Голицын покорялся, но ничего не понимал. Во время венчания «столбом стоял», как пошутил Фома Фомич. В крошечной церковке, вроде часовни, было душно от свечей и ладана; голова кружилась; боялся, как бы не сделалось дурно.
Устал, лег рано. Ночью, когда уже спал, Маринька потихоньку, на цыпочках, вошла к нему в комнату, присела на край постели, наклонилась, обняла и разбудила поцелуем; никогда еще не целовала так; он чувствовал, что в этом поцелуе отдала ему душу. «Теперь хорошо, все хорошо! Не понимаешь?» — шепнула на ухо, и прежде, чем он успел опомниться, освободилась из его объятий, убежала в спальню к маменьке. А он опять заснул крепко, сладко и глупо; засыпая, так и подумал, что спать в такую ночь — глупо.

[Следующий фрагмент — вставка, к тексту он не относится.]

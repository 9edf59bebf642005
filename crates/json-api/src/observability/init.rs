//! Tracing subscriber and telemetry lifecycle management.

use opentelemetry::global;
use opentelemetry_sdk::{propagation::TraceContextPropagator, trace::SdkTracerProvider};
use tracing::error;

use crate::config::ServerConfig;

use super::{ObservabilityError, logging, otel};

/// Runtime observability state.
#[derive(Debug)]
pub(crate) struct Observability {
    tracer_provider: Option<SdkTracerProvider>,
}

impl Observability {
    /// Initialize structured logging and optional OpenTelemetry export.
    pub(crate) fn init(config: &ServerConfig) -> Result<Self, ObservabilityError> {
        let tracer_provider = if config.observability.otel_enabled {
            global::set_text_map_propagator(TraceContextPropagator::new());

            Some(otel::build_tracer_provider(config)?)
        } else {
            None
        };

        logging::init_subscriber(config, tracer_provider.as_ref())?;

        Ok(Self { tracer_provider })
    }

    /// Flush and shutdown telemetry pipelines.
    pub(crate) fn shutdown(self) {
        let Some(provider) = self.tracer_provider else {
            return;
        };

        if let Err(source) = provider.shutdown() {
            error!("failed to shutdown tracer provider: {source}");
        }
    }
}
//! State

use std::sync::Arc;

use cartkit_app::context::AppContext;

/// Application state shared by every handler through the depot.
#[derive(Clone)]
pub(crate) struct State {
    pub(crate) app: AppContext,
}

impl State {
    #[must_use]
    pub(crate) fn from_app_context(app: AppContext) -> Arc<Self> {
        Arc::new(Self { app })
    }
}
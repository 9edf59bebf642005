//! Typed Uuids

use std::{
    cmp::Ordering,
    fmt::{Debug, Display, Formatter, Result as FmtResult},
    hash::{Hash, Hasher},
    marker::PhantomData,
    str::FromStr,
};

use uuid::Uuid;

/// A UUID tagged with the record type it identifies.
pub struct TypedUuid<T>(Uuid, PhantomData<fn() -> T>);

impl<T> TypedUuid<T> {
    /// Generate a fresh, time-ordered identifier.
    #[must_use]
    pub fn new() -> Self {
        Self::from_uuid(Uuid::now_v7())
    }

    pub const fn from_uuid(uuid: Uuid) -> Self {
        Self(uuid, PhantomData)
    }

    #[must_use]
    pub const fn into_uuid(self) -> Uuid {
        self.0
    }
}

impl<T> Default for TypedUuid<T> {
    fn default() -> Self {
        Self::new()
    }
}

impl<T> Clone for TypedUuid<T> {
    fn clone(&self) -> Self {
        *self
    }
}

impl<T> Copy for TypedUuid<T> {}

impl<T> Debug for TypedUuid<T> {
    fn fmt(&self, f: &mut Formatter<'_>) -> FmtResult {
        Debug::fmt(&self.0, f)
    }
}

impl<T> Display for TypedUuid<T> {
    fn fmt(&self, f: &mut Formatter<'_>) -> FmtResult {
        Display::fmt(&self.0, f)
    }
}

impl<T> PartialEq for TypedUuid<T> {
    fn eq(&self, other: &Self) -> bool {
        self.0 == other.0
    }
}

impl<T> Eq for TypedUuid<T> {}

impl<T> Hash for TypedUuid<T> {
    fn hash<H: Hasher>(&self, state: &mut H) {
        self.0.hash(state);
    }
}

impl<T> PartialOrd for TypedUuid<T> {
    fn partial_cmp(&self, other: &Self) -> Option<Ordering> {
        Some(self.cmp(other))
    }
}

impl<T> Ord for TypedUuid<T> {
    fn cmp(&self, other: &Self) -> Ordering {
        self.0.cmp(&other.0)
    }
}

impl<T> From<Uuid> for TypedUuid<T> {
    fn from(value: Uuid) -> Self {
        Self::from_uuid(value)
    }
}

impl<T> From<TypedUuid<T>> for Uuid {
    fn from(value: TypedUuid<T>) -> Self {
        value.into_uuid()
    }
}

impl<T> FromStr for TypedUuid<T> {
    type Err = uuid::Error;

    fn from_str(s: &str) -> Result<Self, Self::Err> {
        Uuid::parse_str(s).map(Self::from_uuid)
    }
}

А на следующую ночь его арестовали. Когда обер-полицеймейстер Шульгин с фельдъегерем и четырьмя конвойными вывели арестанта в сени, Маринька выбежала к нему, полуодетая; едва успела обнять его, перекрестить, шепнуть на ухо: «За меня не бойся, думай только о себе. Храни тебя Матерь пречистая!» А когда он уже сходил по лестнице, нагнулась через перила, посмотрела на него в последний раз: ни страха, ни скорби в глазах ее не было, а только сила любви бесконечная. На кого похожи были эти глаза, он все хотел вспомнить и не мог.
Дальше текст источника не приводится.